The new 21st century term is "healthy eating". 

And that is a form of fasting.


----------



## IN HOC SIGNO (6 Sep 2007)

GreyMatter said:
			
		

> I dont understand people with that kind of mindset. It has always been an implied understanding that if you join up, you willingly reduce your level of religious observance because ther isnt room for it regardless of religion.  As an example, we cant adapt to Quakers who wont ride in vehicles.  You can argue that its your right of religious observance to fast, but people with such strict observances, regardless of religion should think twice before joining.  If they are going to fast, then they will also want to not work on Fridays, the same way others do not want to work on Saturdays and Sundays, which can cause conflict and confrontations for the rest who arent as observant.  They may need kosher or (I forget the term for Muslims, 'falil'?) or otherwise approved foods which will not be available to them all the time.  They are pretty much making themselves into an administrative burden, for inexplicable reasons.
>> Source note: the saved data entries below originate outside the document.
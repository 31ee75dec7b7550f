//! Table layout of the warehouse. Every table mirrors one document store collection.

pub(super) const TABLES: [&str; 4] = ["channel", "video", "comment", "playlist"];

pub(super) const CREATE: [&str; 4] = [
    r#"
    CREATE TABLE IF NOT EXISTS channel (
        channel_id TEXT PRIMARY KEY,
        channel_name TEXT NOT NULL,
        channel_type TEXT NOT NULL,
        channel_views INTEGER NOT NULL,
        channel_description TEXT NOT NULL,
        channel_status TEXT NOT NULL,
        subscription_count INTEGER NOT NULL,
        total_videos INTEGER NOT NULL,
        playlist_id TEXT NOT NULL
    )
    "#,
    r#"
    CREATE TABLE IF NOT EXISTS video (
        video_id TEXT PRIMARY KEY,
        channel_id TEXT NOT NULL,
        video_name TEXT NOT NULL,
        video_description TEXT NOT NULL,
        published_date TEXT NOT NULL,
        view_count INTEGER NOT NULL,
        like_count INTEGER NOT NULL,
        dislike_count INTEGER NOT NULL,
        favorite_count INTEGER,
        comment_count INTEGER,
        duration TEXT NOT NULL,
        duration_seconds INTEGER NOT NULL,
        caption_status INTEGER NOT NULL
    )
    "#,
    r#"
    CREATE TABLE IF NOT EXISTS comment (
        comment_id TEXT PRIMARY KEY,
        video_id TEXT NOT NULL,
        comment_text TEXT NOT NULL,
        comment_author TEXT NOT NULL,
        comment_published_date TEXT
    )
    "#,
    r#"
    CREATE TABLE IF NOT EXISTS playlist (
        playlist_id TEXT NOT NULL,
        playlist_items_id TEXT PRIMARY KEY,
        channel_id TEXT NOT NULL,
        playlist_name TEXT NOT NULL,
        video_id TEXT NOT NULL
    )
    "#,
];

pub(super) const INSERT_CHANNEL: &str = r#"
    INSERT OR REPLACE INTO channel (
        channel_id, channel_name, channel_type, channel_views, channel_description,
        channel_status, subscription_count, total_videos, playlist_id
    ) VALUES (?, ?, ?, ?, ?, ?, ?, ?, ?)
"#;

pub(super) const INSERT_VIDEO: &str = r#"
    INSERT OR REPLACE INTO video (
        video_id, channel_id, video_name, video_description, published_date, view_count,
        like_count, dislike_count, favorite_count, comment_count, duration, duration_seconds,
        caption_status
    ) VALUES (?, ?, ?, ?, ?, ?, ?, ?, ?, ?, ?, ?, ?)
"#;

pub(super) const INSERT_COMMENT: &str = r#"
    INSERT OR REPLACE INTO comment (
        comment_id, video_id, comment_text, comment_author, comment_published_date
    ) VALUES (?, ?, ?, ?, ?)
"#;

pub(super) const INSERT_PLAYLIST: &str = r#"
    INSERT OR REPLACE INTO playlist (
        playlist_id, playlist_items_id, channel_id, playlist_name, video_id
    ) VALUES (?, ?, ?, ?, ?)
"#;
use chrono::Datelike as _;
use derive_new::new;
use serde::{Deserialize, Serialize};

use super::Timestamp;

#[derive(Debug, Clone, PartialEq, Eq, Serialize, Deserialize, new)]
pub struct Video {
    pub video_id: String,
    pub channel_id: String,
    pub video_name: String,
    pub video_description: String,
    pub published_date: Timestamp,
    pub view_count: i64,
    pub like_count: i64,
    pub dislike_count: i64,
    #[serde(default)]
    pub favorite_count: Option<i64>,
    #[serde(default)]
    pub comment_count: Option<i64>,
    /// ISO-8601 duration as delivered by the API, e.g. `PT4M13S`.
    pub duration: String,
    #[serde(default)]
    pub duration_seconds: i64,
    #[serde(default)]
    pub caption_status: bool,
}

crate::collection!("video": Video = video_id);

impl Video {
    /// Calendar month of publication, `1..=12`.
    pub fn month(&self) -> u32 {
        self.published_date.month()
    }
}
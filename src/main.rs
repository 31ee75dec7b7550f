use dotenvy::dotenv;
use snafu::ResultExt as _;

use yt_harvest::api::{create_app, create_router};
use yt_harvest::config::Config;
use yt_harvest::database::DocumentStore;
use yt_harvest::error::*;
use yt_harvest::harvest::Harvester;
use yt_harvest::logger;
use yt_harvest::warehouse::Warehouse;
use yt_harvest::youtube::YouTube;

#[tokio::main]
async fn main() -> Result<(), ApplicationError> {
    dotenv().ok();

    let config = Config::from_env()?;

    let _guard = logger::init(&config)?;

    if config.youtube.api_key.is_empty() {
        tracing::warn!("YOUTUBE_API_KEY is not set, every fetch will be rejected by the API");
    }

    let youtube = YouTube::connect(&config.youtube).context(YouTubeClientSnafu)?;
    let store = DocumentStore::connect(&config.surreal)
        .await
        .context(ConnectDocumentStoreSnafu)?;
    let warehouse = Warehouse::connect(&config.warehouse)
        .await
        .context(ConnectWarehouseSnafu)?;

    let harvester = Harvester::new(youtube, store, warehouse, config.warehouse.scope);
    let app = create_app(harvester).context(CreateAppSnafu)?;

    let address = config.host;
    let listener = tokio::net::TcpListener::bind(address)
        .await
        .context(BindAddressSnafu { address })?;

    tracing::info!("serving the dashboard on http://{}", address);
    axum::serve(listener, create_router(app))
        .await
        .context(WebServerSnafu)
}
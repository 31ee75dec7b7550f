use chrono::{DateTime, Utc};
use serde::{de::DeserializeOwned, Serialize};

pub use channel::*;
pub use comment::*;
pub use duration::*;
pub use numerize::*;
pub use playlist::*;
pub use video::*;

mod channel;
mod comment;
mod duration;
mod numerize;
mod playlist;
mod video;

pub type Timestamp = DateTime<Utc>;

/// A record kind that lives in both stores and is identified by a natural key.
pub trait Collection: Serialize + DeserializeOwned + Send + Sync + 'static {
    /// Name of the document store collection, which is also the warehouse table.
    const NAME: &'static str;

    /// Name of the field holding the natural key.
    const KEY: &'static str;

    /// Returns the natural key of the record.
    fn key(&self) -> &str;
}

/// Everything a single ingestion run produced, one list per record kind.
#[derive(Debug, Clone, Default, PartialEq)]
pub struct Harvest {
    pub channels: Vec<Channel>,
    pub videos: Vec<Video>,
    pub comments: Vec<Comment>,
    pub playlist: Vec<PlaylistEntry>,
}

impl Harvest {
    pub fn channel_ids(&self) -> Vec<String> {
        self.channels.iter().map(|c| c.channel_id.clone()).collect()
    }

    pub fn video_ids(&self) -> Vec<String> {
        self.videos.iter().map(|v| v.video_id.clone()).collect()
    }
}
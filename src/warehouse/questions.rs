use std::time::Duration;

use serde::Serialize;

use super::{Result, Warehouse};

/// The ten canned questions the dashboard can answer about the channels in scope.
#[derive(Debug, Clone, Copy, PartialEq, Eq, Hash)]
pub enum Question {
    VideosWithChannels,
    ChannelsByVideoCount,
    MostViewed,
    CommentsPerVideo,
    MostLiked,
    LikesAndDislikes,
    TotalViewsPerChannel,
    PublishedInYear,
    AverageDuration,
    MostCommented,
}

impl Question {
    pub const ALL: [Question; 10] = [
        Question::VideosWithChannels,
        Question::ChannelsByVideoCount,
        Question::MostViewed,
        Question::CommentsPerVideo,
        Question::MostLiked,
        Question::LikesAndDislikes,
        Question::TotalViewsPerChannel,
        Question::PublishedInYear,
        Question::AverageDuration,
        Question::MostCommented,
    ];

    /// 1-based position in [Question::ALL].
    pub fn number(self) -> u8 {
        Self::ALL
            .iter()
            .position(|q| *q == self)
            .map_or(0, |i| i as u8 + 1)
    }

    pub fn from_number(number: u8) -> Option<Self> {
        Self::ALL.get(usize::from(number).checked_sub(1)?).copied()
    }

    pub fn title(self) -> &'static str {
        match self {
            Question::VideosWithChannels => {
                "What are the names of all the videos and their corresponding channels?"
            }
            Question::ChannelsByVideoCount => {
                "Which channels have the most number of videos, and how many videos do they have?"
            }
            Question::MostViewed => {
                "What are the top 10 most viewed videos and their respective channels?"
            }
            Question::CommentsPerVideo => {
                "How many comments were made on each video, and what are their corresponding video names?"
            }
            Question::MostLiked => {
                "Which videos have the highest number of likes, and what are their corresponding channel names?"
            }
            Question::LikesAndDislikes => {
                "What is the total number of likes and dislikes for each video, and what are their corresponding video names?"
            }
            Question::TotalViewsPerChannel => {
                "What is the total number of views for each channel, and what are their corresponding channel names?"
            }
            Question::PublishedInYear => {
                "What are the names of all the channels that have published videos in a given year?"
            }
            Question::AverageDuration => {
                "What is the average duration of all videos in each channel, and what are their corresponding channel names?"
            }
            Question::MostCommented => {
                "Which video has the highest number of comments, and what is its channel name?"
            }
        }
    }
}

/// An answer rendered as a plain table of strings.
#[derive(Debug, Clone, PartialEq, Eq, Serialize)]
pub struct AnswerTable {
    pub headers: Vec<&'static str>,
    pub rows: Vec<Vec<String>>,
}

impl AnswerTable {
    fn new(headers: &[&'static str]) -> Self {
        Self {
            headers: headers.to_vec(),
            rows: Vec::new(),
        }
    }

    fn with_rows<I>(mut self, rows: I) -> Self
    where
        I: IntoIterator<Item = Vec<String>>,
    {
        self.rows = rows.into_iter().collect();
        self
    }

    pub fn is_empty(&self) -> bool {
        self.rows.is_empty()
    }
}

fn count_or_blank(count: Option<i64>) -> String {
    count.map(|c| c.to_string()).unwrap_or_default()
}

impl Warehouse {
    /// Answer `question` over the given channels. `year` is only used by
    /// [Question::PublishedInYear].
    #[tracing::instrument(skip(self, channel_ids), fields(channels = channel_ids.len()))]
    pub async fn answer(
        &self, question: Question, channel_ids: &[String], year: i32,
    ) -> Result<AnswerTable> {
        let none: &[String] = &[];

        let table = match question {
            Question::VideosWithChannels => {
                let rows: Vec<(String, String)> = self
                    .fetch_scoped(
                        "SELECT v.video_name, c.channel_name FROM video v \
                         JOIN channel c ON v.channel_id = c.channel_id \
                         WHERE c.channel_id IN ({ids}) \
                         ORDER BY c.channel_name, v.published_date DESC",
                        none,
                        channel_ids,
                    )
                    .await?;

                AnswerTable::new(&["Video Name", "Channel Name"])
                    .with_rows(rows.into_iter().map(|(video, channel)| vec![video, channel]))
            }
            Question::ChannelsByVideoCount => {
                let rows: Vec<(String, i64)> = self
                    .fetch_scoped(
                        "SELECT c.channel_name, COUNT(*) AS videos FROM video v \
                         JOIN channel c ON v.channel_id = c.channel_id \
                         WHERE c.channel_id IN ({ids}) \
                         GROUP BY c.channel_id, c.channel_name \
                         ORDER BY videos DESC, c.channel_name",
                        none,
                        channel_ids,
                    )
                    .await?;

                AnswerTable::new(&["Channel Name", "Number Of Videos"]).with_rows(
                    rows.into_iter()
                        .map(|(channel, videos)| vec![channel, videos.to_string()]),
                )
            }
            Question::MostViewed => {
                let rows: Vec<(String, i64, String)> = self
                    .fetch_scoped(
                        "SELECT v.video_name, v.view_count, c.channel_name FROM video v \
                         JOIN channel c ON v.channel_id = c.channel_id \
                         WHERE c.channel_id IN ({ids}) \
                         ORDER BY v.view_count DESC LIMIT 10",
                        none,
                        channel_ids,
                    )
                    .await?;

                AnswerTable::new(&["Video Title", "Views", "Channel Name"]).with_rows(
                    rows.into_iter()
                        .map(|(video, views, channel)| vec![video, views.to_string(), channel]),
                )
            }
            Question::CommentsPerVideo => {
                let rows: Vec<(String, Option<i64>)> = self
                    .fetch_scoped(
                        "SELECT video_name, comment_count FROM video \
                         WHERE channel_id IN ({ids}) ORDER BY video_name",
                        none,
                        channel_ids,
                    )
                    .await?;

                AnswerTable::new(&["Video Title", "Comment Count"]).with_rows(
                    rows.into_iter()
                        .map(|(video, comments)| vec![video, count_or_blank(comments)]),
                )
            }
            Question::MostLiked => {
                let rows: Vec<(String, i64, String)> = self
                    .fetch_scoped(
                        "SELECT v.video_name, v.like_count, c.channel_name FROM video v \
                         JOIN channel c ON v.channel_id = c.channel_id \
                         WHERE c.channel_id IN ({ids}) \
                         ORDER BY v.like_count DESC LIMIT 10",
                        none,
                        channel_ids,
                    )
                    .await?;

                AnswerTable::new(&["Video Title", "Likes", "Channel Name"]).with_rows(
                    rows.into_iter()
                        .map(|(video, likes, channel)| vec![video, likes.to_string(), channel]),
                )
            }
            Question::LikesAndDislikes => {
                let rows: Vec<(String, i64, i64)> = self
                    .fetch_scoped(
                        "SELECT video_name, like_count, dislike_count FROM video \
                         WHERE channel_id IN ({ids}) ORDER BY video_name",
                        none,
                        channel_ids,
                    )
                    .await?;

                AnswerTable::new(&["Video Title", "Likes", "Dislikes"]).with_rows(
                    rows.into_iter().map(|(video, likes, dislikes)| {
                        vec![video, likes.to_string(), dislikes.to_string()]
                    }),
                )
            }
            Question::TotalViewsPerChannel => {
                let rows: Vec<(String, i64)> = self
                    .fetch_scoped(
                        "SELECT c.channel_name, SUM(v.view_count) AS views FROM channel c \
                         JOIN video v ON c.channel_id = v.channel_id \
                         WHERE c.channel_id IN ({ids}) \
                         GROUP BY c.channel_id, c.channel_name \
                         ORDER BY views DESC",
                        none,
                        channel_ids,
                    )
                    .await?;

                AnswerTable::new(&["Channel Name", "Total Views"]).with_rows(
                    rows.into_iter()
                        .map(|(channel, views)| vec![channel, views.to_string()]),
                )
            }
            Question::PublishedInYear => {
                let rows: Vec<(String,)> = self
                    .fetch_scoped(
                        "SELECT DISTINCT c.channel_name FROM channel c \
                         JOIN video v ON c.channel_id = v.channel_id \
                         WHERE substr(v.published_date, 1, 4) = ? \
                         AND c.channel_id IN ({ids}) \
                         ORDER BY c.channel_name",
                        &[format!("{year:04}")],
                        channel_ids,
                    )
                    .await?;

                AnswerTable::new(&["Channel Name"])
                    .with_rows(rows.into_iter().map(|(channel,)| vec![channel]))
            }
            Question::AverageDuration => {
                let rows: Vec<(String, f64)> = self
                    .fetch_scoped(
                        "SELECT c.channel_name, AVG(v.duration_seconds) FROM channel c \
                         JOIN video v ON c.channel_id = v.channel_id \
                         WHERE c.channel_id IN ({ids}) \
                         GROUP BY c.channel_id, c.channel_name \
                         ORDER BY c.channel_name",
                        none,
                        channel_ids,
                    )
                    .await?;

                AnswerTable::new(&["Channel Name", "Average Duration"]).with_rows(
                    rows.into_iter().map(|(channel, seconds)| {
                        let average = Duration::from_secs(seconds.max(0.0).round() as u64);
                        vec![channel, humantime::format_duration(average).to_string()]
                    }),
                )
            }
            Question::MostCommented => {
                let rows: Vec<(String, String, Option<i64>)> = self
                    .fetch_scoped(
                        "SELECT v.video_name, c.channel_name, v.comment_count FROM video v \
                         JOIN channel c ON v.channel_id = c.channel_id \
                         WHERE c.channel_id IN ({ids}) \
                         ORDER BY v.comment_count DESC LIMIT 1",
                        none,
                        channel_ids,
                    )
                    .await?;

                AnswerTable::new(&["Video Title", "Channel Name", "Comment Count"]).with_rows(
                    rows.into_iter().map(|(video, channel, comments)| {
                        vec![video, channel, count_or_blank(comments)]
                    }),
                )
            }
        };

        Ok(table)
    }
}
Interesting that there is little understanding of folks with a religious mindset yet there are lots of them in the CF and they weren't asked to leave their religious beliefs or practices at the door when they joined. That's why we have Base Chapels and Chaplains who deploy and go to sea or in the field with the troops...so that religious observances may be observed by those who wish to do so. For the most part our system is set up for the Judeo-Christian heritage...that's why you enjoy Saturday and Sunday off and not Friday and Saturday or any other day. Fish and chips are served in the messes every Friday because  Christians, mostly RCs used to fast from eating meat on Fridays. In recent years as stated by others we are working to accommodate other faith groups. We now have Faith Centres with spaces for other religions or philosophies to gather and pray or practice. We are hiring other religious leaders (we have an Imam in Edmonton now and a Rabbi in Ottawa). People can apply through the chain for Religious Accommodation for their holy days or practices....COs look at the request and usually use the Chaplains to research and speak with the member and his or her Faith leader to judge the reasonableness of the request and then a recommendation is made to the CO who will either say yes or no. As stated by others if the request interferes with Ops or duty a compromise is reached in order to try and accommodate the member. This is covered in QROs and CFAOs.
We now have at least 8 MREs in the system for Muslims (they are not allowed to eat pork either) and there are kosher meals coming too. There are accommodations for turbans for Sikhs and various things like long hair in braids for Aboriginals and wearing of medicine pouches.
Quakers by the way are pacifists and would never consider joining the CF or any other armed force if they are devote Quakers...as are most of the Mennonite groups.
there are many forces that have a lot of Muslims and Jews in them (Saudi Arabia and Israel for example) and they do just fine keeping their observances. It's always understood that operations come first and prayer and fasting later.
When I was at Gagetown we had two Muslims on SQ. One was a former Kuwaiti AF officer and the other was a young guy from a really strict family. They were in the field during Ramadan and they asked if they had to take water during the 13K marches. We consulted our Imam in Edmonton and he said they could put off their observances until the exercise was over...which they did and all was well. We also had to make accommodation for separate showers in the barracks (public nudity is a no no for them) and accommodation for them to keep their prayer carpets , Koran and other religious articles in their kit....all this was done and they did fine.
We are definitely seeking to become more diverse and more accommodating in the CF....this is official policy....we must do so in order to keep up with our demographic. Many of the Reserve units in the big centres now have far more "other faiths" in them than they have Christians or those of Christian origin. RMC has a lot of other religions included in their ranks as well. 
The CF is changing and the answer to the original question is we will be changing to accommodate folks who legitimately need to be accommodated.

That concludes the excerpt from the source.